Collected data entries

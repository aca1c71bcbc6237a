//! CLI error type. Every variant renders as the one line printed before a
//! non-zero exit.

use crate::jwt::JwtError;
use crate::quiz::QuizError;
use crate::session::SessionError;

#[derive(Debug, thiserror::Error)]
pub enum CliError {
    #[error("not logged in; run `scentmatch-cli login`")]
    NotLoggedIn,
    #[error("session expired; run `scentmatch-cli login` again")]
    SessionExpired,
    #[error("{message} (HTTP {status})")]
    Server { status: u16, message: String },
    #[error("http request failed: {0}")]
    Http(#[from] reqwest::Error),
    #[error("session file: {0}")]
    Session(#[from] SessionError),
    #[error("token: {0}")]
    Jwt(#[from] JwtError),
    #[error("{0}")]
    Quiz(#[from] QuizError),
    #[error("reading {path}: {source}")]
    Input { path: String, source: std::io::Error },
    #[error("unexpected response: missing `{0}`")]
    MissingField(&'static str),
    #[error("invalid JSON payload: {0}")]
    InvalidJson(#[from] serde_json::Error),
}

■ Aim of the task ■
Beginning at the line where "printed before a" appears, extract each line through the end of the data above; keep them exact and include nothing else.

■ Exercise solution ■
//! CLI error type. Every variant renders as the one line printed before a
//! non-zero exit.

use crate::jwt::JwtError;
use crate::quiz::QuizError;
use crate::session::SessionError;

#[derive(Debug, thiserror::Error)]
pub enum CliError {
    #[error("not logged in; run `scentmatch-cli login`")]
    NotLoggedIn,
    #[error("session expired; run `scentmatch-cli login` again")]
    SessionExpired,
    #[error("{message} (HTTP {status})")]
    Server { status: u16, message: String },
    #[error("http request failed: {0}")]
    Http(#[from] reqwest::Error),
    #[error("session file: {0}")]
    Session(#[from] SessionError),
    #[error("token: {0}")]
    Jwt(#[from] JwtError),
    #[error("{0}")]
    Quiz(#[from] QuizError),
    #[error("reading {path}: {source}")]
    Input { path: String, source: std::io::Error },
    #[error("unexpected response: missing `{0}`")]
    MissingField(&'static str),
    #[error("invalid JSON payload: {0}")]
    InvalidJson(#[from] serde_json::Error),
}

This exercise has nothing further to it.